Et c'est qu'en effet, une petite comète a emporté un triangle de terre: le rocher de Gibraltar, un zeste du littoral algérien, et une bouchée de la Sardaigne. Avec en prime l'atmosphère de la Terre, histoire qu'on puisse respirer, sinon ce n'est pas marrant et il n'y a même pas d'histoire.
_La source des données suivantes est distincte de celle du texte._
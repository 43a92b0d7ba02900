use async_trait::async_trait;

use tax_core::db::repository::{RepositoryError, TaxRepository};
use tax_core::db::{DbConfig, RepositoryFactory};
use tracing::info;

use crate::repository::SqliteRepository;

/// [`RepositoryFactory`] for SQLite.
///
/// Register this with a [`tax_core::db::RepositoryRegistry`] to make the
/// `"sqlite"` backend available:
///
/// ```rust,no_run
/// use tax_core::db::RepositoryRegistry;
/// use tax_db_sqlite::SqliteRepositoryFactory;
///
/// let mut registry = RepositoryRegistry::new();
/// registry.register(Box::new(SqliteRepositoryFactory));
/// ```
pub struct SqliteRepositoryFactory;

#[async_trait]
impl RepositoryFactory for SqliteRepositoryFactory {
    fn backend_name(&self) -> &'static str {
        "sqlite"
    }

    /// Open the database described by `config.connection_string` and bring
    /// its schema up to date.
    ///
    /// Accepted connection-string values:
    /// * A bare file path, e.g. `"tax_app.db"`. The file is created if it
    ///   does not exist.
    /// * A sqlx URL such as `"sqlite://data/tax_app.db"`.
    /// * `":memory:"` for an ephemeral database.
    async fn create(
        &self,
        config: &DbConfig,
    ) -> Result<Box<dyn TaxRepository>, RepositoryError> {
        let repo = SqliteRepository::new(&config.connection_string)
            .await
            .map_err(|e| RepositoryError::Connection(format!("{e:#}")))?;
        repo.run_migrations()
            .await
            .map_err(|e| RepositoryError::Database(format!("{e:#}")))?;
        info!(database = %config.connection_string, "sqlite repository ready");
        Ok(Box::new(repo))
    }
}
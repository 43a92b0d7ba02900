use axum::{Json, extract::State};
use serde_json::{Value, json};

use crate::error::ApiError;
use crate::startup::AppState;

pub async fn health_check(State(state): State<AppState>) -> Result<Json<Value>, ApiError> {
    state.records.health_check().await?;
    Ok(Json(json!({
        "status": "OK",
        "message": "Tax API running",
        "version": env!("CARGO_PKG_VERSION"),
    })))
}
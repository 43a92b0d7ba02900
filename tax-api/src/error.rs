use axum::{
    Json,
    extract::rejection::{JsonRejection, QueryRejection},
    http::StatusCode,
    response::{IntoResponse, Response},
};
use serde::Serialize;
use tax_core::records::{FieldError, RecordError, ValidationErrors};
use thiserror::Error;

#[derive(Debug, Error)]
pub enum ApiError {
    #[error("Validation failed: {0}")]
    Validation(ValidationErrors),

    #[error("Bad request: {0}")]
    BadRequest(String),

    #[error("{0} not found")]
    NotFound(&'static str),

    #[error("Internal server error: {0}")]
    Internal(String),
}

impl From<RecordError> for ApiError {
    fn from(err: RecordError) -> Self {
        match err {
            RecordError::Validation(errors) => ApiError::Validation(errors),
            RecordError::NotFound { entity, .. } => ApiError::NotFound(entity),
            RecordError::Storage(e) => ApiError::Internal(e.to_string()),
        }
    }
}

impl From<JsonRejection> for ApiError {
    fn from(rejection: JsonRejection) -> Self {
        ApiError::BadRequest(rejection.body_text())
    }
}

impl From<QueryRejection> for ApiError {
    fn from(rejection: QueryRejection) -> Self {
        ApiError::BadRequest(rejection.body_text())
    }
}

#[derive(Serialize)]
struct ErrorResponse<'a> {
    error: String,
    #[serde(skip_serializing_if = "Option::is_none")]
    details: Option<&'a [FieldError]>,
}

impl IntoResponse for ApiError {
    fn into_response(self) -> Response {
        let (status, error, details) = match &self {
            ApiError::Validation(errors) => (
                StatusCode::BAD_REQUEST,
                "Validation failed".to_string(),
                Some(errors.fields()),
            ),
            ApiError::BadRequest(msg) => (StatusCode::BAD_REQUEST, msg.clone(), None),
            ApiError::NotFound(_) => (StatusCode::NOT_FOUND, self.to_string(), None),
            ApiError::Internal(detail) => {
                tracing::error!(%detail, "request failed");
                (
                    StatusCode::INTERNAL_SERVER_ERROR,
                    "Internal server error".to_string(),
                    None,
                )
            }
        };

        (status, Json(ErrorResponse { error, details })).into_response()
    }
}
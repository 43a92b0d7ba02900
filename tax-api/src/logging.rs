//! Process-wide tracing setup.
//!
//! Stdout output is always on. File output and the level filter can be
//! changed after start-up, so a configuration file read later still takes
//! effect.

use std::{
    fs::File,
    io::{self, IsTerminal, Write},
    path::Path,
    sync::{Arc, Mutex, MutexGuard, OnceLock, PoisonError},
};

use anyhow::{Result, anyhow, bail};
use chrono::Local;
use tracing::{Event, Level, Subscriber};
use tracing_subscriber::{
    EnvFilter,
    fmt::{
        FmtContext, MakeWriter,
        format::{FormatEvent, FormatFields, Writer},
    },
    layer::SubscriberExt,
    registry::LookupSpan,
    reload,
    util::SubscriberInitExt,
};

const DEFAULT_FILTER: &str = "info";

/// `timestamp LEVEL file:line fields`, local time, colored on a terminal.
struct LocalFmt;

impl<S, N> FormatEvent<S, N> for LocalFmt
where
    S: Subscriber + for<'a> LookupSpan<'a>,
    N: for<'a> FormatFields<'a> + 'static,
{
    fn format_event(
        &self,
        ctx: &FmtContext<'_, S, N>,
        mut writer: Writer<'_>,
        event: &Event<'_>,
    ) -> std::fmt::Result {
        let meta = event.metadata();
        let ansi = writer.has_ansi_escapes();

        let timestamp = Local::now().format("%Y-%m-%dT%H:%M:%S%.3f%:z");
        if ansi {
            write!(writer, "\x1b[2m{timestamp}\x1b[0m ")?;
        } else {
            write!(writer, "{timestamp} ")?;
        }

        let color = match *meta.level() {
            Level::ERROR => "\x1b[1;31m",
            Level::WARN => "\x1b[1;33m",
            Level::INFO => "\x1b[1;32m",
            Level::DEBUG => "\x1b[1;34m",
            Level::TRACE => "\x1b[1;35m",
        };
        if ansi {
            write!(writer, "{color}{:>5}\x1b[0m ", meta.level())?;
        } else {
            write!(writer, "{:>5} ", meta.level())?;
        }

        // crate-relative path keeps lines short: `routes/taxpayers.rs:42`
        let file = meta.file().map(|f| {
            f.rsplit_once("src/")
                .or_else(|| f.rsplit_once("src\\"))
                .map_or(f, |(_, rest)| rest)
        });
        if let (Some(file), Some(line)) = (file, meta.line()) {
            if ansi {
                write!(writer, "\x1b[36m{file}:{line}\x1b[0m ")?;
            } else {
                write!(writer, "{file}:{line} ")?;
            }
        }

        ctx.field_format().format_fields(writer.by_ref(), event)?;
        writeln!(writer)
    }
}

/// Writer that can be pointed at a file after initialization. Writes are
/// discarded while no file is set.
#[derive(Clone)]
struct FileSlot(Arc<Mutex<Option<File>>>);

struct SlotWriter<'a>(MutexGuard<'a, Option<File>>);

impl Write for SlotWriter<'_> {
    fn write(
        &mut self,
        buf: &[u8],
    ) -> io::Result<usize> {
        match &mut *self.0 {
            Some(f) => f.write(buf),
            None => Ok(buf.len()),
        }
    }

    fn flush(&mut self) -> io::Result<()> {
        match &mut *self.0 {
            Some(f) => f.flush(),
            None => Ok(()),
        }
    }
}

impl<'a> MakeWriter<'a> for FileSlot {
    type Writer = SlotWriter<'a>;

    fn make_writer(&'a self) -> Self::Writer {
        SlotWriter(self.0.lock().unwrap_or_else(PoisonError::into_inner))
    }
}

type SetLevelFn = Box<dyn Fn(&str) -> Result<()> + Send + Sync>;

static SET_LOG_LEVEL: OnceLock<SetLevelFn> = OnceLock::new();
static FILE_SLOT: OnceLock<Arc<Mutex<Option<File>>>> = OnceLock::new();

fn store_level_handle<S>(handle: reload::Handle<EnvFilter, S>)
where
    S: Subscriber + Send + Sync + 'static,
{
    let _ = SET_LOG_LEVEL.set(Box::new(move |level: &str| {
        let filter =
            EnvFilter::try_new(level).map_err(|e| anyhow!("invalid log level '{level}': {e}"))?;
        handle
            .reload(filter)
            .map_err(|e| anyhow!("filter reload failed: {e}"))
    }));
}

/// Whether `RUST_LOG` is set, in which case it wins over configured levels.
pub fn env_filter_present() -> bool {
    std::env::var_os(EnvFilter::DEFAULT_ENV).is_some()
}

/// Installs the global subscriber. Call once at start-up; later calls are
/// ignored.
///
/// The level comes from `RUST_LOG` when set, `info` otherwise.
pub fn init_default_logging() {
    let file_inner: Arc<Mutex<Option<File>>> = Arc::new(Mutex::new(None));
    let _ = FILE_SLOT.set(file_inner.clone());

    let filter = EnvFilter::try_from_default_env().unwrap_or_else(|_| EnvFilter::new(DEFAULT_FILTER));
    let (level_filter, level_handle) = reload::Layer::new(filter);

    let stdout_layer = tracing_subscriber::fmt::layer()
        .event_format(LocalFmt)
        .with_ansi(io::stdout().is_terminal());

    let file_layer = tracing_subscriber::fmt::layer()
        .event_format(LocalFmt)
        .with_ansi(false)
        .with_writer(FileSlot(file_inner));

    if tracing_subscriber::registry()
        .with(level_filter)
        .with(stdout_layer)
        .with(file_layer)
        .try_init()
        .is_ok()
    {
        store_level_handle(level_handle);
    }
}

/// Replaces the active filter. Accepts a bare level (`"debug"`) or any
/// `EnvFilter` directive.
pub fn set_log_level(level: &str) -> Result<()> {
    match SET_LOG_LEVEL.get() {
        Some(f) => f(level),
        None => bail!("logging not yet initialized"),
    }
}

/// Starts appending log output to `path`, replacing any open log file.
/// The directory must already exist.
pub fn enable_file_logging(path: &Path) -> Result<()> {
    let file = File::options()
        .create(true)
        .append(true)
        .open(path)
        .map_err(|e| anyhow!("cannot open log file '{}': {e}", path.display()))?;

    match FILE_SLOT.get() {
        Some(slot) => {
            *slot.lock().unwrap_or_else(PoisonError::into_inner) = Some(file);
            Ok(())
        }
        None => bail!("logging not yet initialized"),
    }
}

/// Closes the log file; stdout output continues.
pub fn disable_file_logging() {
    if let Some(slot) = FILE_SLOT.get() {
        *slot.lock().unwrap_or_else(PoisonError::into_inner) = None;
    }
}
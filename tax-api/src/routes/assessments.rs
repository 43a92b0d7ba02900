use axum::{
    Json,
    extract::{
        Path, Query, State,
        rejection::{JsonRejection, QueryRejection},
    },
    http::StatusCode,
};
use serde::{Deserialize, Serialize};
use tax_core::records::{AssessmentRequest, ValidationErrors, WriteMode};
use tax_core::{Assessment, AssessmentFigures, AssessmentFilter};

use crate::error::ApiError;
use crate::startup::AppState;

/// `?payerId=&year=`; blank values mean "any".
#[derive(Debug, Default, Deserialize)]
#[serde(rename_all = "camelCase")]
pub struct AssessmentQuery {
    pub payer_id: Option<String>,
    pub year: Option<String>,
}

impl AssessmentQuery {
    fn into_filter(self) -> Result<AssessmentFilter, ApiError> {
        let payer_id = self
            .payer_id
            .map(|id| id.trim().to_string())
            .filter(|id| !id.is_empty());
        let year = match self.year.as_deref().map(str::trim).filter(|y| !y.is_empty()) {
            Some(text) => Some(text.parse::<i32>().map_err(|_| {
                ApiError::Validation(ValidationErrors::single("year", "must be a whole number"))
            })?),
            None => None,
        };
        Ok(AssessmentFilter { payer_id, year })
    }
}

#[derive(Debug, Serialize)]
#[serde(rename_all = "camelCase")]
pub struct AssessmentSaved {
    pub message: &'static str,
    pub assessment_id: String,
    pub assessment: Assessment,
}

#[derive(Debug, Serialize)]
#[serde(rename_all = "camelCase")]
pub struct AssessmentDeleted {
    pub message: &'static str,
    pub assessment_id: String,
}

pub async fn list_assessments(
    State(state): State<AppState>,
    query: Result<Query<AssessmentQuery>, QueryRejection>,
) -> Result<Json<Vec<Assessment>>, ApiError> {
    let Query(query) = query?;
    let filter = query.into_filter()?;
    Ok(Json(state.records.list_assessments(&filter).await?))
}

pub async fn get_assessment(
    State(state): State<AppState>,
    Path(assessment_id): Path<String>,
) -> Result<Json<Assessment>, ApiError> {
    Ok(Json(state.records.get_assessment(&assessment_id).await?))
}

pub async fn create_assessment(
    State(state): State<AppState>,
    payload: Result<Json<AssessmentRequest>, JsonRejection>,
) -> Result<(StatusCode, Json<AssessmentSaved>), ApiError> {
    let Json(request) = payload?;
    let assessment = state
        .records
        .save_assessment(WriteMode::Create, request)
        .await?;

    Ok((
        StatusCode::CREATED,
        Json(AssessmentSaved {
            message: "Assessment created",
            assessment_id: assessment.assessment_id.clone(),
            assessment,
        }),
    ))
}

/// Figures the calculator would store for this input. Nothing is saved.
pub async fn preview_assessment(
    State(state): State<AppState>,
    payload: Result<Json<AssessmentRequest>, JsonRejection>,
) -> Result<Json<AssessmentFigures>, ApiError> {
    let Json(request) = payload?;
    Ok(Json(state.records.preview_assessment(&request)))
}

pub async fn update_assessment(
    State(state): State<AppState>,
    Path(assessment_id): Path<String>,
    payload: Result<Json<AssessmentRequest>, JsonRejection>,
) -> Result<Json<AssessmentSaved>, ApiError> {
    let Json(request) = payload?;
    let assessment = state
        .records
        .save_assessment(WriteMode::Update(assessment_id), request)
        .await?;

    Ok(Json(AssessmentSaved {
        message: "Assessment updated",
        assessment_id: assessment.assessment_id.clone(),
        assessment,
    }))
}

pub async fn delete_assessment(
    State(state): State<AppState>,
    Path(assessment_id): Path<String>,
) -> Result<Json<AssessmentDeleted>, ApiError> {
    state.records.delete_assessment(&assessment_id).await?;
    Ok(Json(AssessmentDeleted {
        message: "Assessment deleted",
        assessment_id,
    }))
}
mod assessment;
mod taxpayer;

pub use assessment::{
    Assessment, AssessmentFigures, AssessmentFilter, AssessmentInput, NewAssessment,
};
pub use taxpayer::{NewTaxpayer, Taxpayer};
use chrono::{DateTime, NaiveDate, Utc};
use rust_decimal::Decimal;
use serde::{Deserialize, Serialize};

#[derive(Debug, Clone, PartialEq, Eq, Serialize, Deserialize)]
#[serde(rename_all = "camelCase")]
pub struct Taxpayer {
    pub payer_id: String,

    pub first_name: String,
    pub last_name: String,
    /// Stored trimmed and lowercased; unique across taxpayers.
    pub email: String,
    pub phone: Option<String>,
    pub address: Option<String>,
    pub dob: Option<NaiveDate>,
    pub occupation: Option<String>,
    pub annual_income: Decimal,

    pub created_at: DateTime<Utc>,
    pub updated_at: DateTime<Utc>,
}

impl Taxpayer {
    /// Replaces every mutable field, keeping `payer_id` and `created_at`.
    pub fn apply(
        &mut self,
        fields: NewTaxpayer,
    ) {
        self.first_name = fields.first_name;
        self.last_name = fields.last_name;
        self.email = fields.email;
        self.phone = fields.phone;
        self.address = fields.address;
        self.dob = fields.dob;
        self.occupation = fields.occupation;
        self.annual_income = fields.annual_income;
    }
}

/// Validated taxpayer fields (no id or timestamps)
#[derive(Debug, Clone, PartialEq, Eq, Serialize, Deserialize)]
#[serde(rename_all = "camelCase")]
pub struct NewTaxpayer {
    pub first_name: String,
    pub last_name: String,
    pub email: String,
    pub phone: Option<String>,
    pub address: Option<String>,
    pub dob: Option<NaiveDate>,
    pub occupation: Option<String>,
    pub annual_income: Decimal,
}
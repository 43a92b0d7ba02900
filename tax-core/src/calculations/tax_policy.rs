//! Tax function: maps a taxable amount to the tax due on it.
//!
//! Two policies exist side by side and are selected by configuration:
//!
//! | Policy        | Formula |
//! |---------------|---------|
//! | `progressive` | `min(taxable, band) × low_rate + max(0, taxable − band) × high_rate` |
//! | `flat`        | `taxable × rate` |
//!
//! Negative taxable amounts carry no tax, and every result is rounded to
//! cents with [`round_half_up`].
//!
//! # Example
//!
//! ```
//! use rust_decimal_macros::dec;
//! use tax_core::calculations::TaxPolicy;
//!
//! let policy = TaxPolicy::default();
//!
//! assert_eq!(policy.tax_due(dec!(36800)), dec!(7360.00));
//! assert_eq!(policy.tax_due(dec!(50000)), dec!(12640.00));
//! ```

use rust_decimal::Decimal;
use rust_decimal_macros::dec;
use serde::{Deserialize, Serialize};
use thiserror::Error;

use crate::calculations::common::{non_negative, round_half_up};

/// Standard-rate band of the progressive policy.
pub const DEFAULT_BAND: Decimal = dec!(36800);
/// Rate applied inside the band.
pub const DEFAULT_LOW_RATE: Decimal = dec!(0.20);
/// Rate applied above the band.
pub const DEFAULT_HIGH_RATE: Decimal = dec!(0.40);
/// Rate of the flat policy.
pub const DEFAULT_FLAT_RATE: Decimal = dec!(0.23);

/// Rejected policy or relief parameters.
#[derive(Debug, Error, PartialEq, Eq)]
pub enum PolicyError {
    #[error("{name} must be between 0 and 1, got {value}")]
    RateOutOfRange { name: &'static str, value: Decimal },

    #[error("tax band must be positive, got {0}")]
    InvalidBand(Decimal),

    #[error("high rate {high} is below low rate {low}; tax would decrease with income")]
    InvertedRates { low: Decimal, high: Decimal },
}

/// The rule used to turn a taxable amount into tax due.
#[derive(Debug, Clone, Copy, PartialEq, Eq, Serialize, Deserialize)]
#[serde(tag = "kind", rename_all = "snake_case")]
pub enum TaxPolicy {
    /// Two brackets: `low_rate` up to `band`, `high_rate` on the remainder.
    Progressive {
        band: Decimal,
        low_rate: Decimal,
        high_rate: Decimal,
    },
    /// A single rate on the whole taxable amount.
    Flat { rate: Decimal },
}

impl Default for TaxPolicy {
    fn default() -> Self {
        Self::progressive()
    }
}

impl TaxPolicy {
    /// 20% up to 36,800 and 40% above it.
    pub fn progressive() -> Self {
        Self::Progressive {
            band: DEFAULT_BAND,
            low_rate: DEFAULT_LOW_RATE,
            high_rate: DEFAULT_HIGH_RATE,
        }
    }

    /// 23% on everything.
    pub fn flat() -> Self {
        Self::Flat {
            rate: DEFAULT_FLAT_RATE,
        }
    }

    /// Short name used in logs and configuration.
    pub fn kind(&self) -> &'static str {
        match self {
            Self::Progressive { .. } => "progressive",
            Self::Flat { .. } => "flat",
        }
    }

    /// Checks that every rate lies in `[0, 1]`, that the band is positive,
    /// and that a progressive policy never taxes the upper bracket less.
    ///
    /// ```
    /// use rust_decimal_macros::dec;
    /// use tax_core::calculations::{PolicyError, TaxPolicy};
    ///
    /// let policy = TaxPolicy::Flat { rate: dec!(1.5) };
    /// assert!(matches!(policy.validate(), Err(PolicyError::RateOutOfRange { .. })));
    /// ```
    pub fn validate(&self) -> Result<(), PolicyError> {
        match *self {
            Self::Progressive {
                band,
                low_rate,
                high_rate,
            } => {
                if band <= Decimal::ZERO {
                    return Err(PolicyError::InvalidBand(band));
                }
                check_rate("low_rate", low_rate)?;
                check_rate("high_rate", high_rate)?;
                if high_rate < low_rate {
                    return Err(PolicyError::InvertedRates {
                        low: low_rate,
                        high: high_rate,
                    });
                }
                Ok(())
            }
            Self::Flat { rate } => check_rate("rate", rate),
        }
    }

    /// Tax due on `taxable`, rounded to cents. Negative input yields zero.
    pub fn tax_due(
        &self,
        taxable: Decimal,
    ) -> Decimal {
        let taxable = non_negative(taxable);
        let tax = match *self {
            Self::Progressive {
                band,
                low_rate,
                high_rate,
            } => {
                let low_part = taxable.min(band);
                let high_part = non_negative(taxable - band);
                low_part * low_rate + high_part * high_rate
            }
            Self::Flat { rate } => taxable * rate,
        };
        round_half_up(tax)
    }
}

pub(crate) fn check_rate(
    name: &'static str,
    value: Decimal,
) -> Result<(), PolicyError> {
    if value < Decimal::ZERO || value > Decimal::ONE {
        return Err(PolicyError::RateOutOfRange { name, value });
    }
    Ok(())
}

#[cfg(test)]
mod tests {
    use pretty_assertions::assert_eq;
    use rust_decimal_macros::dec;

    use super::*;

    // =========================================================================
    // progressive policy
    // =========================================================================

    #[test]
    fn progressive_zero_is_zero() {
        assert_eq!(TaxPolicy::progressive().tax_due(Decimal::ZERO), dec!(0.00));
    }

    #[test]
    fn progressive_at_band_uses_low_rate_only() {
        assert_eq!(TaxPolicy::progressive().tax_due(dec!(36800)), dec!(7360.00));
    }

    #[test]
    fn progressive_above_band_splits_brackets() {
        // 36800 × 0.20 + 13200 × 0.40
        assert_eq!(TaxPolicy::progressive().tax_due(dec!(50000)), dec!(12640.00));
    }

    #[test]
    fn progressive_below_band() {
        assert_eq!(TaxPolicy::progressive().tax_due(dec!(10000)), dec!(2000.00));
    }

    #[test]
    fn progressive_negative_is_zero() {
        assert_eq!(TaxPolicy::progressive().tax_due(dec!(-1)), Decimal::ZERO);
    }

    #[test]
    fn progressive_rounds_to_cents() {
        // 0.333 × 0.20 = 0.0666
        assert_eq!(TaxPolicy::progressive().tax_due(dec!(0.333)), dec!(0.07));
    }

    // =========================================================================
    // flat policy
    // =========================================================================

    #[test]
    fn flat_applies_single_rate() {
        assert_eq!(TaxPolicy::flat().tax_due(dec!(100000)), dec!(23000));
    }

    #[test]
    fn flat_zero_is_zero() {
        assert_eq!(TaxPolicy::flat().tax_due(Decimal::ZERO), Decimal::ZERO);
    }

    #[test]
    fn flat_negative_is_zero() {
        assert_eq!(TaxPolicy::flat().tax_due(dec!(-5000)), Decimal::ZERO);
    }

    #[test]
    fn flat_rounds_to_cents() {
        // 10.01 × 0.23 = 2.3023
        assert_eq!(TaxPolicy::flat().tax_due(dec!(10.01)), dec!(2.30));
    }

    // =========================================================================
    // shape properties
    // =========================================================================

    #[test]
    fn tax_is_non_negative_and_non_decreasing() {
        for policy in [TaxPolicy::progressive(), TaxPolicy::flat()] {
            let mut previous = Decimal::ZERO;
            let mut taxable = Decimal::ZERO;
            while taxable <= dec!(120000) {
                let tax = policy.tax_due(taxable);
                assert!(tax >= Decimal::ZERO);
                assert!(tax >= previous, "{} dropped at {taxable}", policy.kind());
                previous = tax;
                taxable += dec!(733.37);
            }
        }
    }

    #[test]
    fn tax_due_is_repeatable() {
        let policy = TaxPolicy::progressive();
        assert_eq!(policy.tax_due(dec!(43000)), policy.tax_due(dec!(43000)));
    }

    // =========================================================================
    // validation
    // =========================================================================

    #[test]
    fn default_policies_are_valid() {
        assert_eq!(TaxPolicy::progressive().validate(), Ok(()));
        assert_eq!(TaxPolicy::flat().validate(), Ok(()));
    }

    #[test]
    fn validate_rejects_non_positive_band() {
        let policy = TaxPolicy::Progressive {
            band: Decimal::ZERO,
            low_rate: dec!(0.2),
            high_rate: dec!(0.4),
        };
        assert_eq!(policy.validate(), Err(PolicyError::InvalidBand(Decimal::ZERO)));
    }

    #[test]
    fn validate_rejects_inverted_rates() {
        let policy = TaxPolicy::Progressive {
            band: dec!(36800),
            low_rate: dec!(0.4),
            high_rate: dec!(0.2),
        };
        assert_eq!(
            policy.validate(),
            Err(PolicyError::InvertedRates {
                low: dec!(0.4),
                high: dec!(0.2),
            })
        );
    }

    #[test]
    fn validate_rejects_negative_flat_rate() {
        let policy = TaxPolicy::Flat { rate: dec!(-0.1) };
        assert_eq!(
            policy.validate(),
            Err(PolicyError::RateOutOfRange {
                name: "rate",
                value: dec!(-0.1),
            })
        );
    }
}
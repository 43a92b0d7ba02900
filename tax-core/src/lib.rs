pub mod calculations;
pub mod db;
pub mod ids;
pub mod models;
pub mod records;
pub mod utils;

pub use db::repository::{RepositoryError, TaxRepository};
pub use models::*;
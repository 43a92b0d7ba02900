//! Decimal helpers shared by the tax function and the relief aggregation.

use rust_decimal::{Decimal, RoundingStrategy};

/// Rounds a monetary amount to two decimal places, half away from zero.
///
/// # Examples
///
/// ```
/// use rust_decimal_macros::dec;
/// use tax_core::calculations::common::round_half_up;
///
/// assert_eq!(round_half_up(dec!(12000.004)), dec!(12000.00));
/// assert_eq!(round_half_up(dec!(12000.005)), dec!(12000.01));
/// ```
pub fn round_half_up(value: Decimal) -> Decimal {
    value.round_dp_with_strategy(2, RoundingStrategy::MidpointAwayFromZero)
}

/// Returns `value`, or zero when `value` is negative.
///
/// ```
/// use rust_decimal::Decimal;
/// use rust_decimal_macros::dec;
/// use tax_core::calculations::common::non_negative;
///
/// assert_eq!(non_negative(dec!(-5000)), Decimal::ZERO);
/// assert_eq!(non_negative(dec!(43000)), dec!(43000));
/// ```
pub fn non_negative(value: Decimal) -> Decimal {
    value.max(Decimal::ZERO)
}

/// Applies `rate` to `base` and rounds the product to cents.
pub fn apply_rate(
    base: Decimal,
    rate: Decimal,
) -> Decimal {
    round_half_up(base * rate)
}
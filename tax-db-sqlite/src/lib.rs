//! SQLite storage for taxpayers and assessments.

mod decimal;
mod factory;
mod repository;

pub use factory::SqliteRepositoryFactory;
pub use repository::SqliteRepository;
use clap::Parser;
use tracing::{debug, warn};

use tax_api::config::{AppConfig, Cli};
use tax_api::{logging, startup};

#[tokio::main]
async fn main() -> anyhow::Result<()> {
    logging::init_default_logging();

    let cli = Cli::parse();
    let config = AppConfig::from_cli(&cli)?;

    if logging::env_filter_present() {
        debug!("RUST_LOG is set; ignoring configured level '{}'", config.logging.level);
    } else if let Err(e) = logging::set_log_level(&config.logging.level) {
        warn!("{e:#}; keeping the default level");
    }
    if let Some(path) = &config.logging.file {
        logging::enable_file_logging(path)?;
    }

    debug!(?config, "configuration loaded");
    startup::run(config).await
}
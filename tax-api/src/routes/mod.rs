pub mod assessments;
pub mod health;
pub mod taxpayers;

pub use assessments::*;
pub use health::*;
pub use taxpayers::*;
En attendant de revenir sur terre (ne désespérons de rien), il faut bien trouver à s'occuper. L'été, on cultive la terre on s'aidant de sept ou huit Espagnols, stupides mais enjoués, on fait la nique aux Anglais qui jouent aux échec à Gibraltar, refusant d'admettre qu'une comète puisse avoir emporté la Terre sans que l'Angleterre ait donné son accord. L'hiver, pour surmonter les froids de l'espace, nos vingt-trois personnages (à part les Anglais, qui restent à Gibraltar - ils attendent un télégramme de Sa Majesté) s'abritent dans la galerie d'un volcan en éruption. Mieux que le chauffage central! Et les jours où la température l'autorise, on pratique poétiquement, sur la mer, le patinage artistique.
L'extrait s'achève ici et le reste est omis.